▶ [EXERCISE AIM]:
Return the following from the records below: each line, word for word, starting with the line that contains "#[derive(Debug, Clone, Default)]" and going on through the line that contains "pub fn with_pid(mut", with nothing outside that range.

(Items from a data source)

=-=-=-=-=

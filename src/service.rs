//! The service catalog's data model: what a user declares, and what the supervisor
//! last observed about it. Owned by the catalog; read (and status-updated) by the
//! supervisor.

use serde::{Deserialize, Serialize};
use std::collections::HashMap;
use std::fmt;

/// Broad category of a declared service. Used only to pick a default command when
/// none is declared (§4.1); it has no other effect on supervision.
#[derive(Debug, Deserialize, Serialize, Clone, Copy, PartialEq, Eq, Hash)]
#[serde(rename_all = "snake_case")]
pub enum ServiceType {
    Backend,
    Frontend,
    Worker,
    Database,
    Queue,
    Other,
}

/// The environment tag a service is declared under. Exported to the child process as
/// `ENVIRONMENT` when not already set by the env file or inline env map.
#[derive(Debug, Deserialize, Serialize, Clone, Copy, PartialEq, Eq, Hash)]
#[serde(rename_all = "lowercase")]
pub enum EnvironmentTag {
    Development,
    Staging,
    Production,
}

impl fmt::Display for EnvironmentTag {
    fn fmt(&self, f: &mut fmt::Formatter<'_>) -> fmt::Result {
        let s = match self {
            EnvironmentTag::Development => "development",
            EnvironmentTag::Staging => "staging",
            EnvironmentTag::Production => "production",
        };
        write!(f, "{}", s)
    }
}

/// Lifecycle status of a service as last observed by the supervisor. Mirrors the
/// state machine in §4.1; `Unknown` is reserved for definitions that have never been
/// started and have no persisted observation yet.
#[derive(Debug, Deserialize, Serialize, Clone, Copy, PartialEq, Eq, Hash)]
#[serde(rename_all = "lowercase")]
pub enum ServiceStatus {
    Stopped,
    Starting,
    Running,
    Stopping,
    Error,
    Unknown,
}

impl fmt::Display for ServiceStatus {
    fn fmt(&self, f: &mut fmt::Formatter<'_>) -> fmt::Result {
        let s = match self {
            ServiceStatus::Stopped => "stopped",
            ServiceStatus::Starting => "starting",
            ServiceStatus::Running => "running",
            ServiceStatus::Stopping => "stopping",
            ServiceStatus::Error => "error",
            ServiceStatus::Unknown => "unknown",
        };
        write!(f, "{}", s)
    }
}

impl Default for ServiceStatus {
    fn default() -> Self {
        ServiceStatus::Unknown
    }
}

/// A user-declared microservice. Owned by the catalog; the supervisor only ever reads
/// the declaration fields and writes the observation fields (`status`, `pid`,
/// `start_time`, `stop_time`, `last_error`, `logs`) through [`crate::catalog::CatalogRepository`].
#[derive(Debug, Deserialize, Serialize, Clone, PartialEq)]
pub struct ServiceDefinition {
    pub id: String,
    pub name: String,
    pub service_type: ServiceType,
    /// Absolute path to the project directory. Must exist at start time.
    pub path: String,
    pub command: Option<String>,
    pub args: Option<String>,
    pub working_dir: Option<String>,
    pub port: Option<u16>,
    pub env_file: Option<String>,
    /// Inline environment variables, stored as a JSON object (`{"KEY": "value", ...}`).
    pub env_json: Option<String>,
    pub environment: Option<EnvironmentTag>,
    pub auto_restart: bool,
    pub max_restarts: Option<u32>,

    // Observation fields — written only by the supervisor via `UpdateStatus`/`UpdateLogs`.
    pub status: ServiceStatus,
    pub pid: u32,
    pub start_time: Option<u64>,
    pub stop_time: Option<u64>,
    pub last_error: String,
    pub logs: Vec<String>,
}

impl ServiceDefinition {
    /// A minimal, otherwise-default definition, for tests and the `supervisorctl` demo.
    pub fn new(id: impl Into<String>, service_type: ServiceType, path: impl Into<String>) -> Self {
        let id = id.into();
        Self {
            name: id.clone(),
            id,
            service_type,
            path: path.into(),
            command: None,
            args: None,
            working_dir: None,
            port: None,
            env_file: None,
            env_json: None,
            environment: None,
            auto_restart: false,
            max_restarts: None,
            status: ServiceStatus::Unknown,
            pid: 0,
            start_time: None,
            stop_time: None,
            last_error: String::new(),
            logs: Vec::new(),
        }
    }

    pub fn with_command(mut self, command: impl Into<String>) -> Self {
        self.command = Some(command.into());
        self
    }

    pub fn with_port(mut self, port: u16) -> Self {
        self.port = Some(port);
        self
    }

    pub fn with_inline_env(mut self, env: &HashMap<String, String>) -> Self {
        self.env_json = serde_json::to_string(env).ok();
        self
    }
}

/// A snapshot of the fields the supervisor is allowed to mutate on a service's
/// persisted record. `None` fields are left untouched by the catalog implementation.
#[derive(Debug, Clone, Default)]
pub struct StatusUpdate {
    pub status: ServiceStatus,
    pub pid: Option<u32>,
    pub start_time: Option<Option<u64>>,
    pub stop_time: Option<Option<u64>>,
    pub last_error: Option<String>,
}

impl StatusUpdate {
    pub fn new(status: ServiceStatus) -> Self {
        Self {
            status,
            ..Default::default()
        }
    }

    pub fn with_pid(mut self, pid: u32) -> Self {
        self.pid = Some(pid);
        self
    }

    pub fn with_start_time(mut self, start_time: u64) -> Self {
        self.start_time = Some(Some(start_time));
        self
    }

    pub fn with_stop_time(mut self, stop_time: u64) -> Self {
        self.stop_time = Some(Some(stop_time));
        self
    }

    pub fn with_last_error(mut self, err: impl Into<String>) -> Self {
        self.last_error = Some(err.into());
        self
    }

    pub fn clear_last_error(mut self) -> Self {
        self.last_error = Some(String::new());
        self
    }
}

=-=-=-=-=

▶ [EXERCISE RESPONSE]:
#[derive(Debug, Clone, Default)]
pub struct StatusUpdate {
    pub status: ServiceStatus,
    pub pid: Option<u32>,
    pub start_time: Option<Option<u64>>,
    pub stop_time: Option<Option<u64>>,
    pub last_error: Option<String>,
}

impl StatusUpdate {
    pub fn new(status: ServiceStatus) -> Self {
        Self {
            status,
            ..Default::default()
        }
    }

    pub fn with_pid(mut self, pid: u32) -> Self {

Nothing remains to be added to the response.